Parte da Novara, promotore Giuseppe De Luca, professore associato di Cardiologia all’Università del Piemonte Orientale e cardiologo dell’ospedale Maggiore, un progetto dal respiro internazionale che ha l’obiettivo di valutare quali possono essere stati gli effetti “indiretti”  dell’emergenza covid sul tasso di mortalità per infarto miocardico durante la pandemia. Uno studio che non ha l’obiettivo di dimostrare una correlazione diretta nel senso di patologia, piuttosto di verificare se c’è stata una riduzione del numero, e in che termini, di pazienti che, affetti da infarto acuto, non si siano rivolti agli ospedali per paura di contrarre il virus, o si siano rivolti tardivamente.

 

 

«da recenti piccoli registri eseguiti in Europa, in Asia e in America – spiega il professore – sarebbe emersa – una chiara riduzione degli infarti acuti trattati, conseguenza del fatto che i pazienti, timorosi del contagio, preferivano rimanere a casa nonostante i sintomi piuttosto che andare in ospedale per curarsi. Visto che l’infarto rappresenta la principale causa di mortalità nei paesi industrializzati, è evidente che questa condotta timorosa dei pazienti possa avere un drammatico impatto sul numero di morti per infarto a livello mondiale. Sembrerebbe, inoltre, che anche coloro che si rivolgono al servizio territoriale di emergenza urgenza lo fanno tardivamente, con un impatto negativo sull’efficacia della terapia per trattare l’infarto».

«Stiamo raccogliendo i dati dei pazienti che sono stati trattati nei mesi di marzo e aprile dell’anno scorso per confrontarli con quelli degli stessi due mesi di quest’anno, per valutare se vi sia stata una mortalità più elevata». Il progetto che sfocerà in un “registro europeo Isacs-Stemi Covid 19” e coinvolgerà circa 80 tra le maggiori istituzioni europee nel trattamento dell’infarto, di cui una ventina italiane, con la previsione di “arruolare” circa 6 mila pazienti affetti da infarto acuto.

«La rilevanza di questo studio – prosegue De Luca – oltre al fatto che si tratta del più grande registro al mondo sull’infarto nell’era Covid, è quella di studiare in maniera globale e approfondita un problema che coinvolge chiaramente tutta l’Europa.

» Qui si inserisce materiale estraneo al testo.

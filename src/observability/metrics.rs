//! Metrics registry
//!
//! Monotonic counters only, reset on process start. Relaxed ordering is
//! enough: each counter is independent and read for reporting only.

use std::sync::atomic::{AtomicU64, Ordering};

use serde::Serialize;

#[derive(Debug, Default)]
pub struct MetricsRegistry {
    uploads_requested: AtomicU64,
    uploads_rejected: AtomicU64,
    uploads_confirmed: AtomicU64,
    bytes_committed: AtomicU64,
    downloads_issued: AtomicU64,
    files_deleted: AtomicU64,
    shares_created: AtomicU64,
    shares_resolved: AtomicU64,
    shares_rejected: AtomicU64,
    shares_revoked: AtomicU64,
    backend_retries: AtomicU64,
    provisioning_failures: AtomicU64,
    metadata_write_failures: AtomicU64,
    reconciliations: AtomicU64,
    drift_corrections: AtomicU64,
}

fn bump(counter: &AtomicU64) {
    counter.fetch_add(1, Ordering::Relaxed);
}

impl MetricsRegistry {
    pub fn new() -> Self {
        Self::default()
    }

    // Transfers

    pub fn increment_uploads_requested(&self) {
        bump(&self.uploads_requested);
    }

    pub fn increment_uploads_rejected(&self) {
        bump(&self.uploads_rejected);
    }

    /// Count a committed upload and its bytes
    pub fn record_upload_confirmed(&self, size_bytes: u64) {
        bump(&self.uploads_confirmed);
        self.bytes_committed.fetch_add(size_bytes, Ordering::Relaxed);
    }

    pub fn increment_downloads_issued(&self) {
        bump(&self.downloads_issued);
    }

    pub fn increment_files_deleted(&self) {
        bump(&self.files_deleted);
    }

    pub fn increment_metadata_write_failures(&self) {
        bump(&self.metadata_write_failures);
    }

    // Sharing

    pub fn increment_shares_created(&self) {
        bump(&self.shares_created);
    }

    pub fn increment_shares_resolved(&self) {
        bump(&self.shares_resolved);
    }

    pub fn increment_shares_rejected(&self) {
        bump(&self.shares_rejected);
    }

    pub fn increment_shares_revoked(&self) {
        bump(&self.shares_revoked);
    }

    // Backend

    pub fn increment_backend_retries(&self) {
        bump(&self.backend_retries);
    }

    pub fn increment_provisioning_failures(&self) {
        bump(&self.provisioning_failures);
    }

    // Maintenance

    pub fn increment_reconciliations(&self) {
        bump(&self.reconciliations);
    }

    pub fn increment_drift_corrections(&self) {
        bump(&self.drift_corrections);
    }

    /// Point-in-time copy of every counter
    pub fn snapshot(&self) -> MetricsSnapshot {
        let load = |c: &AtomicU64| c.load(Ordering::Relaxed);
        MetricsSnapshot {
            uploads_requested: load(&self.uploads_requested),
            uploads_rejected: load(&self.uploads_rejected),
            uploads_confirmed: load(&self.uploads_confirmed),
            bytes_committed: load(&self.bytes_committed),
            downloads_issued: load(&self.downloads_issued),
            files_deleted: load(&self.files_deleted),
            shares_created: load(&self.shares_created),
            shares_resolved: load(&self.shares_resolved),
            shares_rejected: load(&self.shares_rejected),
            shares_revoked: load(&self.shares_revoked),
            backend_retries: load(&self.backend_retries),
            provisioning_failures: load(&self.provisioning_failures),
            metadata_write_failures: load(&self.metadata_write_failures),
            reconciliations: load(&self.reconciliations),
            drift_corrections: load(&self.drift_corrections),
        }
    }
}

#[derive(Debug, Clone, PartialEq, Eq, Serialize)]
pub struct MetricsSnapshot {
    pub uploads_requested: u64,
    pub uploads_rejected: u64,
    pub uploads_confirmed: u64,
    pub bytes_committed: u64,
    pub downloads_issued: u64,
    pub files_deleted: u64,
    pub shares_created: u64,
    pub shares_resolved: u64,
    pub shares_rejected: u64,
    pub shares_revoked: u64,
    pub backend_retries: u64,
    pub provisioning_failures: u64,
    pub metadata_write_failures: u64,
    pub reconciliations: u64,
    pub drift_corrections: u64,
}

#[cfg(test)]
mod tests {
    use super::*;
    use std::sync::Arc;
    use std::thread;

    #[test]
    fn test_new_registry_is_zeroed() {
        let snapshot = MetricsRegistry::new().snapshot();
        assert_eq!(snapshot.uploads_confirmed, 0);
        assert_eq!(snapshot.bytes_committed, 0);
        assert_eq!(snapshot.backend_retries, 0);
    }

    #[test]
    fn test_upload_bytes_accumulate() {
        let registry = MetricsRegistry::new();
        registry.record_upload_confirmed(100);
        registry.record_upload_confirmed(50);

        let snapshot = registry.snapshot();
        assert_eq!(snapshot.uploads_confirmed, 2);
        assert_eq!(snapshot.bytes_committed, 150);
    }

    #[test]
    fn test_snapshot_serializes() {
        let registry = MetricsRegistry::new();
        registry.increment_shares_created();

        let json = serde_json::to_value(registry.snapshot()).unwrap();
        assert_eq!(json["shares_created"], 1);
        assert_eq!(json["shares_revoked"], 0);
    }

    #[test]
    fn test_concurrent_increments() {
        let registry = Arc::new(MetricsRegistry::new());

        let handles: Vec<_> = (0..8)
            .map(|_| {
                let registry = Arc::clone(&registry);
                thread::spawn(move || {
                    for _ in 0..250 {
                        registry.increment_downloads_issued();
                    }
                })
            })
            .collect();
        for handle in handles {
            handle.join().unwrap();
        }

        assert_eq!(registry.snapshot().downloads_issued, 2000);
    }
}
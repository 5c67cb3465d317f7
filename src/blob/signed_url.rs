//! # Capability Signing
//!
//! Capabilities are URLs carrying an expiry and a signature over
//! `method`, `namespace`, `key`, `content_type` (uploads only) and the
//! expiry. The signature is HMAC-SHA256 keyed with the configured secret.
//! The blob endpoint recomputes the signature and compares it in constant
//! time.

use base64::{engine::general_purpose::URL_SAFE_NO_PAD, Engine as _};
use chrono::{DateTime, TimeZone, Utc};
use hmac::{Hmac, Mac};
use sha2::Sha256;
use subtle::ConstantTimeEq;

use super::backend::CapabilityMethod;
use super::errors::{BlobError, BlobResult};

/// Fields covered by a capability signature
#[derive(Debug, Clone, Copy, PartialEq, Eq)]
pub struct SignedRequest<'a> {
    pub method: CapabilityMethod,
    pub namespace: &'a str,
    pub key: &'a str,
    pub content_type: Option<&'a str>,
    /// Unix seconds
    pub expires: i64,
}

type HmacSha256 = Hmac<Sha256>;

/// Signs and verifies capability URLs
pub struct CapabilitySigner {
    /// Keyed once, cloned per signature
    mac: HmacSha256,
}

impl std::fmt::Debug for CapabilitySigner {
    fn fmt(&self, f: &mut std::fmt::Formatter<'_>) -> std::fmt::Result {
        f.debug_struct("CapabilitySigner").finish_non_exhaustive()
    }
}

impl CapabilitySigner {
    pub fn new(secret: &[u8]) -> Self {
        Self {
            mac: HmacSha256::new_from_slice(secret).expect("HMAC accepts keys of any length"),
        }
    }

    fn digest(&self, message: &[u8]) -> Vec<u8> {
        let mut mac = self.mac.clone();
        mac.update(message);
        mac.finalize().into_bytes().to_vec()
    }

    /// Signature for a request
    pub fn sign(&self, request: &SignedRequest<'_>) -> String {
        let message = format!(
            "{}\n{}\n{}\n{}\n{}",
            request.method,
            request.namespace,
            request.key,
            request.content_type.unwrap_or(""),
            request.expires
        );

        URL_SAFE_NO_PAD.encode(self.digest(message.as_bytes()))
    }

    /// Verify expiry first, then the signature
    pub fn verify(
        &self,
        request: &SignedRequest<'_>,
        signature: &str,
        now: DateTime<Utc>,
    ) -> BlobResult<()> {
        if now.timestamp() > request.expires {
            return Err(BlobError::CapabilityExpired);
        }

        let expected = self.sign(request);
        if !bool::from(expected.as_bytes().ct_eq(signature.as_bytes())) {
            return Err(BlobError::InvalidSignature);
        }

        Ok(())
    }

    /// Full capability URL served by the local blob endpoint
    pub fn to_url(&self, base_url: &str, request: &SignedRequest<'_>) -> String {
        format!(
            "{}/blob/{}/{}?method={}&expires={}&signature={}",
            base_url.trim_end_matches('/'),
            request.namespace,
            request.key,
            request.method,
            request.expires,
            self.sign(request)
        )
    }
}

/// Expiry timestamp back to a `DateTime`
pub fn expiry_from_unix(expires: i64) -> BlobResult<DateTime<Utc>> {
    Utc.timestamp_opt(expires, 0)
        .single()
        .ok_or(BlobError::InvalidSignature)
}

#[cfg(test)]
mod tests {
    use super::*;
    use chrono::Duration;

    fn request(expires: i64) -> SignedRequest<'static> {
        SignedRequest {
            method: CapabilityMethod::Put,
            namespace: "user-bucket-abc",
            key: "uploads/o/1-x-file.txt",
            content_type: Some("text/plain"),
            expires,
        }
    }

    #[test]
    fn test_sign_and_verify() {
        let signer = CapabilitySigner::new(b"test-secret");
        let now = Utc::now();
        let req = request((now + Duration::minutes(5)).timestamp());

        let signature = signer.sign(&req);
        assert!(signer.verify(&req, &signature, now).is_ok());
    }

    #[test]
    fn test_expired_capability() {
        let signer = CapabilitySigner::new(b"test-secret");
        let now = Utc::now();
        let req = request((now - Duration::seconds(1)).timestamp());

        let signature = signer.sign(&req);
        assert_eq!(signer.verify(&req, &signature, now), Err(BlobError::CapabilityExpired));
    }

    #[test]
    fn test_tampered_fields_fail() {
        let signer = CapabilitySigner::new(b"test-secret");
        let now = Utc::now();
        let req = request((now + Duration::minutes(5)).timestamp());
        let signature = signer.sign(&req);

        let other_key = SignedRequest { key: "uploads/o/other", ..req };
        assert_eq!(signer.verify(&other_key, &signature, now), Err(BlobError::InvalidSignature));

        let as_get = SignedRequest { method: CapabilityMethod::Get, ..req };
        assert_eq!(signer.verify(&as_get, &signature, now), Err(BlobError::InvalidSignature));

        let other_type = SignedRequest { content_type: Some("image/png"), ..req };
        assert_eq!(signer.verify(&other_type, &signature, now), Err(BlobError::InvalidSignature));

        let other_secret = CapabilitySigner::new(b"another-secret");
        assert_eq!(other_secret.verify(&req, &signature, now), Err(BlobError::InvalidSignature));
    }

    #[test]
    fn test_digest_is_hmac_sha256() {
        // RFC 4231 test case 2
        let signer = CapabilitySigner::new(b"Jefe");
        let digest = signer.digest(b"what do ya want for nothing?");
        let hex: String = digest.iter().map(|b| format!("{:02x}", b)).collect();

        assert_eq!(
            hex,
            "5bdcc146bf60754e6a042426089575c75a003f089d2739839dec58b964ec3843"
        );
    }

    #[test]
    fn test_signature_is_not_a_prefixed_hash() {
        use sha2::Digest;

        let signer = CapabilitySigner::new(b"test-secret");
        let req = request(1_700_000_000);
        let message = "PUT\nuser-bucket-abc\nuploads/o/1-x-file.txt\ntext/plain\n1700000000";

        let mut hasher = Sha256::new();
        hasher.update(b"test-secret");
        hasher.update(message.as_bytes());
        let prefixed = URL_SAFE_NO_PAD.encode(hasher.finalize());

        let signature = signer.sign(&req);
        assert_ne!(signature, prefixed);
        assert_eq!(signature, URL_SAFE_NO_PAD.encode(signer.digest(message.as_bytes())));
    }

    #[test]
    fn test_to_url() {
        let signer = CapabilitySigner::new(b"secret");
        let req = request(1_700_000_000);
        let url = signer.to_url("http://localhost:54321/", &req);

        assert!(url.starts_with("http://localhost:54321/blob/user-bucket-abc/uploads/o/1-x-file.txt?"));
        assert!(url.contains("method=PUT"));
        assert!(url.contains("expires=1700000000"));
        assert!(url.contains("signature="));
    }
}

Questi dati, rilevati su tale numerosità di pazienti, ci daranno un’idea della reale proporzione del problema, che consentirà alle autorità sanitarie nazionali di poter adottare tutte le iniziative, da compagne educazionali a interventi logistici sul territorio, necessarie a fare in modo che venga prevenuta una ulteriore strage di vittime fatta stavolta indirettamente dal Coronavirus».